The second warning sign is when government officials spend money on weapons instead of cures.
It is important to understand what Lao Tzu means by contrasting weapons and cures, here. Cures, here, isn’t referring to health care. He isn’t talking about the government funding a cure for cancer, or AIDS, or any other very worthy cause. Cures, here, refers to the very reason we find it necessary to be spending money on weapons, instead. How do we respond to conflicts? Do we interfere, intervene, where it should be none of our business? Do we initiate violence and force to get our way? Or, do we react to violence with further violence, just letting it keep rebounding back and forth? There are better cures than spending money on weapons. Conflict resolution doesn’t have to involve escalation of the conflict. Making enemies and treating them like demons, rather than fellow human beings, our brothers and sisters, only takes us that much further away from the cure. Things are very clearly out of balance. Do you see it? Be aware and re-center yourself in the Tao.
The third warning sign is when the upper class is extravagant and irresponsible while the poor have nowhere to turn.
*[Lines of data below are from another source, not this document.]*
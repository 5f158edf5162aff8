//! Query service: argument validation and response shaping over the index
//! store. Every operation either returns a JSON payload or a typed error;
//! nothing is rejected silently as an empty result.

use odix_core::{
    AttrValue, Attributes, Entity, EntityKind, OdixError, Page, ReferenceHit, RelationshipKind,
};
use odix_index::{RunCoordinator, RunParams};
use odix_storage::{AttributeQuery, SearchParams, Storage};
use serde_json::{json, Map, Value};
use std::sync::Arc;

pub const DEFAULT_LIMIT: usize = 20;
pub const MAX_LIMIT: usize = 100;

/// Read path over the store plus the indexing trigger.
pub struct QueryService {
    storage: Arc<Storage>,
    coordinator: Arc<RunCoordinator>,
}

impl QueryService {
    pub fn new(storage: Arc<Storage>, coordinator: Arc<RunCoordinator>) -> Self {
        Self {
            storage,
            coordinator,
        }
    }

    pub fn storage(&self) -> &Storage {
        &self.storage
    }

    // ── Search ──────────────────────────────────────────────────────────

    pub fn search(&self, args: &Value) -> Result<Value, OdixError> {
        let pattern = required_str(args, "query")?;
        let (limit, offset) = pagination(args)?;
        let params = SearchParams {
            pattern: pattern.to_string(),
            kind: optional_kind(args, "item_type")?,
            module: optional_str(args, "module")?.map(str::to_string),
            parent_name: optional_str(args, "parent_name")?.map(str::to_string),
            limit,
            offset,
        };
        let page = self.storage.search(&params)?;
        Ok(envelope(&page, limit))
    }

    pub fn search_xml_id(&self, args: &Value) -> Result<Value, OdixError> {
        let pattern = required_str(args, "query")?;
        let module = optional_str(args, "module")?;
        let (limit, offset) = pagination(args)?;
        let page = self.storage.search_xml_id(pattern, module, limit, offset)?;
        Ok(envelope(&page, limit))
    }

    pub fn search_by_attribute(&self, args: &Value) -> Result<Value, OdixError> {
        let kind = required_kind(args, "item_type")?;
        let filters = attribute_filters(args.get("attribute_filters"))?;
        let (limit, offset) = pagination(args)?;
        let query = AttributeQuery {
            kind,
            filters,
            module: optional_str(args, "module")?.map(str::to_string),
            limit,
            offset,
        };
        let page = self.storage.search_by_attributes(&query)?;
        Ok(envelope(&page, limit))
    }

    // ── Lookup ──────────────────────────────────────────────────────────

    pub fn item_details(&self, args: &Value) -> Result<Value, OdixError> {
        let kind = required_kind(args, "item_type")?;
        let name = required_str(args, "name")?;
        let parent = optional_str(args, "parent_name")?;
        let module = optional_str(args, "module")?;
        let details = self.storage.get_entity(kind, name, parent, module)?;

        let mut body = json!({
            "item": entity_json(&details.entity),
            "relationships": details.relationships.iter().map(reference_json).collect::<Vec<_>>(),
        });
        if !details.other_definitions.is_empty() {
            body["other_definitions"] = Value::Array(details.other_definitions.iter().map(entity_json).collect());
        }
        if kind == EntityKind::Model {
            let (fields, methods): (Vec<&Entity>, Vec<&Entity>) = details
                .children
                .iter()
                .filter(|c| c.kind != EntityKind::ControllerRoute)
                .partition(|c| c.kind == EntityKind::Field);
            body["fields"] = Value::Array(fields.into_iter().map(entity_json).collect());
            body["methods"] = Value::Array(methods.into_iter().map(entity_json).collect());
            body["related"] = Value::Array(details.related.iter().map(entity_json).collect());
        }
        Ok(body)
    }

    pub fn find_references(&self, args: &Value) -> Result<Value, OdixError> {
        let kind = required_kind(args, "item_type")?;
        let name = required_str(args, "name")?;
        let reference_kind = match optional_str(args, "reference_type")? {
            Some(raw) => Some(raw.parse::<RelationshipKind>()?),
            None => None,
        };
        let hits = self.storage.find_references(kind, name, reference_kind)?;
        Ok(json!({
            "item_type": kind.as_str(),
            "name": name,
            "total": hits.len(),
            "references": hits.iter().map(reference_json).collect::<Vec<_>>(),
        }))
    }

    // ── Aggregates ──────────────────────────────────────────────────────

    pub fn list_modules(&self, args: &Value) -> Result<Value, OdixError> {
        let pattern = optional_str(args, "pattern")?;
        let modules = self.storage.list_modules(pattern)?;
        Ok(json!({
            "total": modules.len(),
            "modules": modules,
        }))
    }

    pub fn module_stats(&self, args: &Value) -> Result<Value, OdixError> {
        let module = required_str(args, "module")?;
        let stats = self.storage.module_stats(module)?;
        Ok(serde_json::to_value(stats)?)
    }

    // ── Indexing ────────────────────────────────────────────────────────

    pub fn update_index(&self, args: &Value) -> Result<Value, OdixError> {
        let params = RunParams {
            incremental: optional_bool(args, "incremental")?.unwrap_or(true),
            modules: module_list(args.get("modules"))?,
            clear_all: optional_bool(args, "clear_db")?.unwrap_or(false),
        };
        let scope = match &params.modules {
            Some(modules) => modules.join(", "),
            None => "all modules".to_string(),
        };
        let mode = if params.clear_all {
            "full rebuild"
        } else if params.incremental {
            "incremental"
        } else {
            "full"
        };

        match self.coordinator.trigger(params) {
            Ok(()) => Ok(json!({
                "started": true,
                "message": format!("Started {mode} indexing of {scope}. Poll get_index_status for progress."),
            })),
            Err(err @ OdixError::ConcurrentRunRejected { .. }) => Ok(json!({
                "started": false,
                "error": err.code(),
                "message": err.to_string(),
            })),
            Err(err) => Err(err),
        }
    }

    pub fn index_status(&self) -> Result<Value, OdixError> {
        let stats = self.storage.index_stats()?;
        let status = self.coordinator.status()?;

        let mut indexing = json!({
            "is_running": status.is_running,
        });
        if status.is_running {
            indexing["phase"] = serde_json::to_value(status.phase)?;
            indexing["elapsed_seconds"] = json!(status.elapsed_seconds);
            indexing["incremental"] = json!(status.incremental);
            indexing["modules"] = json!(status.modules);
            indexing["files_done"] = json!(status.files_done);
            indexing["files_total"] = json!(status.files_total);
        }
        if let Some(err) = &status.last_error {
            indexing["last_error"] = json!(err);
        }

        let mut body = json!({
            "total_items": stats.total_items,
            "total_modules": stats.total_modules,
            "total_files": stats.total_files,
            "total_relationships": stats.total_relationships,
            "dangling_relationships": stats.dangling_relationships,
            "counts_by_kind": stats.counts_by_kind,
            "indexing": indexing,
        });
        if let Some(last) = &status.last_run {
            body["last_run"] = serde_json::to_value(last)?;
        }
        Ok(body)
    }
}
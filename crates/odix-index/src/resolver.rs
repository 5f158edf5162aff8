//! Reference resolution into relationships.
//!
//! Resolves symbolic candidate targets against the run's batch plus the
//! committed index, picking the most plausible definitions by module
//! locality and declared dependencies.

use crate::candidate::Candidate;
use crate::languages::split_xml_id;
use odix_core::{AttrValue, Entity, EntityKey, EntityKind, Relationship, TargetRef};
use odix_storage::{split_depends, SymbolEntry};
use std::collections::{HashMap, HashSet, VecDeque};

type NameKey = (EntityKind, String, Option<String>);

/// Resolves candidate targets to concrete entity keys.
pub struct ReferenceResolver {
    /// (kind, name, parent) -> every module defining it.
    name_index: HashMap<NameKey, Vec<EntityKey>>,
    /// Qualified XML id -> markup entities carrying it.
    xml_index: HashMap<String, Vec<EntityKey>>,
    known: HashSet<EntityKey>,
    /// Module -> declared dependencies.
    depends: HashMap<String, Vec<String>>,
    /// Module -> (dependency -> BFS depth), computed lazily.
    levels: HashMap<String, HashMap<String, usize>>,
}

impl ReferenceResolver {
    /// Create a new empty resolver.
    pub fn new() -> Self {
        Self {
            name_index: HashMap::new(),
            xml_index: HashMap::new(),
            known: HashSet::new(),
            depends: HashMap::new(),
            levels: HashMap::new(),
        }
    }

    /// Add committed symbols.
    pub fn add_entries(&mut self, entries: Vec<SymbolEntry>) {
        for entry in entries {
            self.add_key(entry.key, entry.xml_id);
        }
    }

    /// Add the run's freshly extracted entities. Module entities replace
    /// the stored dependency lists of their module.
    pub fn add_entities(&mut self, entities: &[Entity]) {
        for entity in entities {
            if entity.kind == EntityKind::Module {
                let depends = match entity.attr("depends") {
                    Some(AttrValue::Text(d)) => split_depends(d),
                    _ => Vec::new(),
                };
                self.depends.insert(entity.module.clone(), depends);
                self.levels.clear();
            }
            self.add_key(entity.key(), entity.xml_id.clone());
        }
    }

    /// Set module dependencies loaded from the store. Modules already known
    /// from the batch keep their batch lists.
    pub fn add_dependencies(&mut self, depends: HashMap<String, Vec<String>>) {
        for (module, deps) in depends {
            self.depends.entry(module).or_insert(deps);
        }
        self.levels.clear();
    }

    fn add_key(&mut self, key: EntityKey, xml_id: Option<String>) {
        if !self.known.insert(key.clone()) {
            return;
        }
        if let Some(xml_id) = xml_id {
            self.xml_index.entry(xml_id).or_default().push(key.clone());
        }
        self.name_index
            .entry((key.kind, key.name.clone(), key.parent_name.clone()))
            .or_default()
            .push(key);
    }

    /// Every definition a target could denote, sorted.
    fn lookup(&self, target: &TargetRef) -> Vec<EntityKey> {
        let mut found: Vec<EntityKey> = match (&target.xml_id, target.kind) {
            (Some(xml_id), EntityKind::XmlId) => {
                self.xml_index.get(xml_id).cloned().unwrap_or_default()
            }
            (Some(xml_id), kind) => self
                .xml_index
                .get(xml_id)
                .map(|keys| keys.iter().filter(|k| k.kind == kind).cloned().collect())
                .unwrap_or_default(),
            (None, kind) => self
                .name_index
                .get(&(kind, target.name.clone(), target.parent_name.clone()))
                .cloned()
                .unwrap_or_default(),
        };
        found.sort();
        found
    }

    /// Dependencies of `module` with their depth: 1 for direct, 2 for their
    /// dependencies, and so on.
    fn dependency_levels(&mut self, module: &str) -> &HashMap<String, usize> {
        if !self.levels.contains_key(module) {
            let mut levels = HashMap::new();
            let mut queue: VecDeque<(String, usize)> = self
                .depends
                .get(module)
                .into_iter()
                .flatten()
                .map(|d| (d.clone(), 1))
                .collect();
            while let Some((dep, depth)) = queue.pop_front() {
                if dep == module || levels.contains_key(&dep) {
                    continue;
                }
                if let Some(next) = self.depends.get(&dep) {
                    queue.extend(next.iter().map(|d| (d.clone(), depth + 1)));
                }
                levels.insert(dep, depth);
            }
            self.levels.insert(module.to_string(), levels);
        }
        &self.levels[module]
    }

    /// Pick the definitions a reference from `source` points at.
    ///
    /// Preference order: the module named by the XML id prefix, the source's
    /// own module, the nearest declared dependency. Otherwise every match.
    pub fn select(&mut self, source: &EntityKey, target: &TargetRef) -> Vec<EntityKey> {
        let matches: Vec<EntityKey> = self
            .lookup(target)
            .into_iter()
            .filter(|k| k != source)
            .collect();
        if matches.len() <= 1 {
            return matches;
        }

        if let Some(xml_id) = &target.xml_id {
            let (owner, _) = split_xml_id(xml_id);
            let owned: Vec<EntityKey> = matches.iter().filter(|k| k.module == owner).cloned().collect();
            if !owned.is_empty() {
                return owned;
            }
        }

        let local: Vec<EntityKey> = matches
            .iter()
            .filter(|k| k.module == source.module)
            .cloned()
            .collect();
        if !local.is_empty() {
            return local;
        }

        let levels = self.dependency_levels(&source.module);
        if let Some(nearest) = matches.iter().filter_map(|k| levels.get(&k.module)).min().copied() {
            return matches
                .into_iter()
                .filter(|k| levels.get(&k.module) == Some(&nearest))
                .collect();
        }

        // Ambiguity is not an error: fan out to every match.
        matches
    }

    /// Resolve one candidate. Unresolvable candidates come back dangling,
    /// except speculative ones, which are dropped.
    pub fn resolve(&mut self, candidate: &Candidate) -> Vec<Relationship> {
        for target in std::iter::once(&candidate.target).chain(&candidate.fallbacks) {
            let keys = self.select(&candidate.source, target);
            if !keys.is_empty() {
                return keys
                    .iter()
                    .map(|key| {
                        candidate.to_relationship(TargetRef::resolved_to(key, target.xml_id.clone()))
                    })
                    .collect();
            }
        }
        if candidate.speculative {
            return Vec::new();
        }
        vec![candidate.to_dangling()]
    }

    /// Resolve all candidates into relationships.
    pub fn resolve_all(&mut self, candidates: &[Candidate]) -> Vec<Relationship> {
        candidates.iter().flat_map(|c| self.resolve(c)).collect()
    }

    /// Retry a stored dangling relationship. `None` while still unresolvable.
    pub fn resolve_dangling(&mut self, dangling: &Relationship) -> Option<Vec<Relationship>> {
        let candidate = Candidate::from(dangling);
        let targets = self.select(&candidate.source, &candidate.target);
        if targets.is_empty() {
            return None;
        }
        Some(
            targets
                .iter()
                .map(|key| {
                    candidate
                        .to_relationship(TargetRef::resolved_to(key, candidate.target.xml_id.clone()))
                })
                .collect(),
        )
    }

    /// Get the number of indexed symbols.
    pub fn symbol_count(&self) -> usize {
        self.known.len()
    }
}

impl Default for ReferenceResolver {
    fn default() -> Self {
        Self::new()
    }
}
Let’s be clear, here, the problem isn’t that the upper class is extravagant and irresponsible. I personally don’t care how anyone chooses to live their own lives or spend their own money. Lao Tzu isn’t judging them, per se. The problem is that the poor have nowhere to turn. So, what is the solution? This is where some well-meaning people will offer their good intentions. Let’s take some of that extra money the rich have. It is obvious they have more than enough, look at how extravagant and irresponsible they are; we should redistribute this to the poor, then they will have some place to turn. But, if you were paying any attention to what Lao Tzu was saying, you would see that is not his intention. We have already seen the government is more interested in weapons than cures; so those redistribution schemes you have formulated are doomed right from the start. But even if the government had the best of intentions, that still isn’t the solution.
So, what is? Because things are seriously out of balance here.
It is the very thing we are loath to practice, though it is the most natural of things, innate in all of us. Center yourself in the Tao. Love all beings unconditionally, just like the Tao does. Don’t interfere with the natural order, leave the balancing to the Tao. “But, but, you just don’t get it, the poor have nowhere to turn? Something has to be done!” Oh, I get it. You want to do something? Help out who you can; encourage others to voluntarily do so, as well. But never, never resort to force, to trying to bully people into doing the right thing. Because the right thing is no longer the right thing, once you have had to force it. All things will return to balance and harmony, if we will only stop interfering; and, wait for it, be patient.